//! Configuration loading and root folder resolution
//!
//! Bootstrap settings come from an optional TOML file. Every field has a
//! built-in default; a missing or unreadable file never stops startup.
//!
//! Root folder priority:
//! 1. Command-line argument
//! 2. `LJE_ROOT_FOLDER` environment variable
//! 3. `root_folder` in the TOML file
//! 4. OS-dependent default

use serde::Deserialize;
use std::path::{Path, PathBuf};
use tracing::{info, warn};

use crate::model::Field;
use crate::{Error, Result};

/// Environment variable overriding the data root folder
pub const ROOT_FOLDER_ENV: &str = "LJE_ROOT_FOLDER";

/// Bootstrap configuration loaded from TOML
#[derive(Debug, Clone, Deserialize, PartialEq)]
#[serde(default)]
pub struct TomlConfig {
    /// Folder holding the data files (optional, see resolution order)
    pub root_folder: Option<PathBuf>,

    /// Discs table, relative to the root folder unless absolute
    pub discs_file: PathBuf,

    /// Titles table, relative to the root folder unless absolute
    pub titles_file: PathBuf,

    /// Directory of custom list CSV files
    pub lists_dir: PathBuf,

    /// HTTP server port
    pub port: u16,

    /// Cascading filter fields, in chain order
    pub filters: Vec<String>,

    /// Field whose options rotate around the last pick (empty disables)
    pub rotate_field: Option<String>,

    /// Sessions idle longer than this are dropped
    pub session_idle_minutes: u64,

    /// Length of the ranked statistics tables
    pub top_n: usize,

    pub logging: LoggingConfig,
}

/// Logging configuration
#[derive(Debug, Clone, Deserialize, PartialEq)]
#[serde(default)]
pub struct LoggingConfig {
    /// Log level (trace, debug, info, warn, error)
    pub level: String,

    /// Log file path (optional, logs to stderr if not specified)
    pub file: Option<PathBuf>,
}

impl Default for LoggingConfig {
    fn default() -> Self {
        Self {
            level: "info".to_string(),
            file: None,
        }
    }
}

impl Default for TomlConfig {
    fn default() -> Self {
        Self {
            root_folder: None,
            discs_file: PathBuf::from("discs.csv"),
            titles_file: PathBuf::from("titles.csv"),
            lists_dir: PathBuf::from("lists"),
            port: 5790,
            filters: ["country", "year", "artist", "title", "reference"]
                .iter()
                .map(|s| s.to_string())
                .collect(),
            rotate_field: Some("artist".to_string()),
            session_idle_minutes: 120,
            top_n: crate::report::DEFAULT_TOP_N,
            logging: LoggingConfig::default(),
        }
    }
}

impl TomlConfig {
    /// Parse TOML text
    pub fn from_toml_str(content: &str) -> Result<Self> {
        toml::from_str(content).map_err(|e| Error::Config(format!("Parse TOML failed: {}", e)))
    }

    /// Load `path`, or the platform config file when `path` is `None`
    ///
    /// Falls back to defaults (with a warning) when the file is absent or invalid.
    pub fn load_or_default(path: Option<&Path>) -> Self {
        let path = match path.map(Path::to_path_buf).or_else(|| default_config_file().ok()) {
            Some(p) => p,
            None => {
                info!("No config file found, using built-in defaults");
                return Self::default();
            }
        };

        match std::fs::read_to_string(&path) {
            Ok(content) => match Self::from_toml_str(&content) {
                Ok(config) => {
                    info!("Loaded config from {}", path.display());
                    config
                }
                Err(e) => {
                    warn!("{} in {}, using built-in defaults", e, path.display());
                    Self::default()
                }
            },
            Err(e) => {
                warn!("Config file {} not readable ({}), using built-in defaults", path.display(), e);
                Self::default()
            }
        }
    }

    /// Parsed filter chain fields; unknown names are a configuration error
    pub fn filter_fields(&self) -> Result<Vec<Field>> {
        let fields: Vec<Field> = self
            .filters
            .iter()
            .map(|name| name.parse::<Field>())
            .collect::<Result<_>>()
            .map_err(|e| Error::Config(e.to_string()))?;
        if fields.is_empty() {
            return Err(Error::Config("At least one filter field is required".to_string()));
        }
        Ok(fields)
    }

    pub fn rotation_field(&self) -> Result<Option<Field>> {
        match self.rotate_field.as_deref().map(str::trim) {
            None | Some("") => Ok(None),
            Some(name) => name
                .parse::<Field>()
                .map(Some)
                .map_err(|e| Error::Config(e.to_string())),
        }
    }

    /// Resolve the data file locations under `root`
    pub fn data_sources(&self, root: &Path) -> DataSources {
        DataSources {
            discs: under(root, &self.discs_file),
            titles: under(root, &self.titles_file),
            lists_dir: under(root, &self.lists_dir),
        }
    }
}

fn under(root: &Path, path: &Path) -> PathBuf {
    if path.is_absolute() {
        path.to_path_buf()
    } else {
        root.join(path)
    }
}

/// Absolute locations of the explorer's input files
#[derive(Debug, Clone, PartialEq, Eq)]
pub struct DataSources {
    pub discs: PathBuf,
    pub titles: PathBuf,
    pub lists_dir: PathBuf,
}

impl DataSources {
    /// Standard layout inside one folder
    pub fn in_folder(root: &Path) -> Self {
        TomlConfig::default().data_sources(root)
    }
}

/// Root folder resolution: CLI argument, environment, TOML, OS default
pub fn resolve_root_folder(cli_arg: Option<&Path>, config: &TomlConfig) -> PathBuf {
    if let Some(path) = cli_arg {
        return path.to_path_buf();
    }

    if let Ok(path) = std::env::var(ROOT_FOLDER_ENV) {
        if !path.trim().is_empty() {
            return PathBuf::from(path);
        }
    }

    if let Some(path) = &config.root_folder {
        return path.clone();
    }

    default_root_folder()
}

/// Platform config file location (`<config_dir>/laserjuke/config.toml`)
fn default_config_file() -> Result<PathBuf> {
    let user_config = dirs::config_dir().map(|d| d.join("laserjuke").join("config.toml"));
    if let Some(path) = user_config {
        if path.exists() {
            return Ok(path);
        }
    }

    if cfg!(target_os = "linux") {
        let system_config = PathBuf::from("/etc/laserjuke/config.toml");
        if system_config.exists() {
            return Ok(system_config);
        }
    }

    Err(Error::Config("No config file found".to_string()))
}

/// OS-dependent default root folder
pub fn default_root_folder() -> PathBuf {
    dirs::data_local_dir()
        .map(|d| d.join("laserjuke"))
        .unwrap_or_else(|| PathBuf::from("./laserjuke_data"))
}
----------------
(Brief) Which of the lines in the listing above include "order"? Report each of them.

(Output for this task)
    /// Folder holding the data files (optional, see resolution order)
    /// Cascading filter fields, in chain order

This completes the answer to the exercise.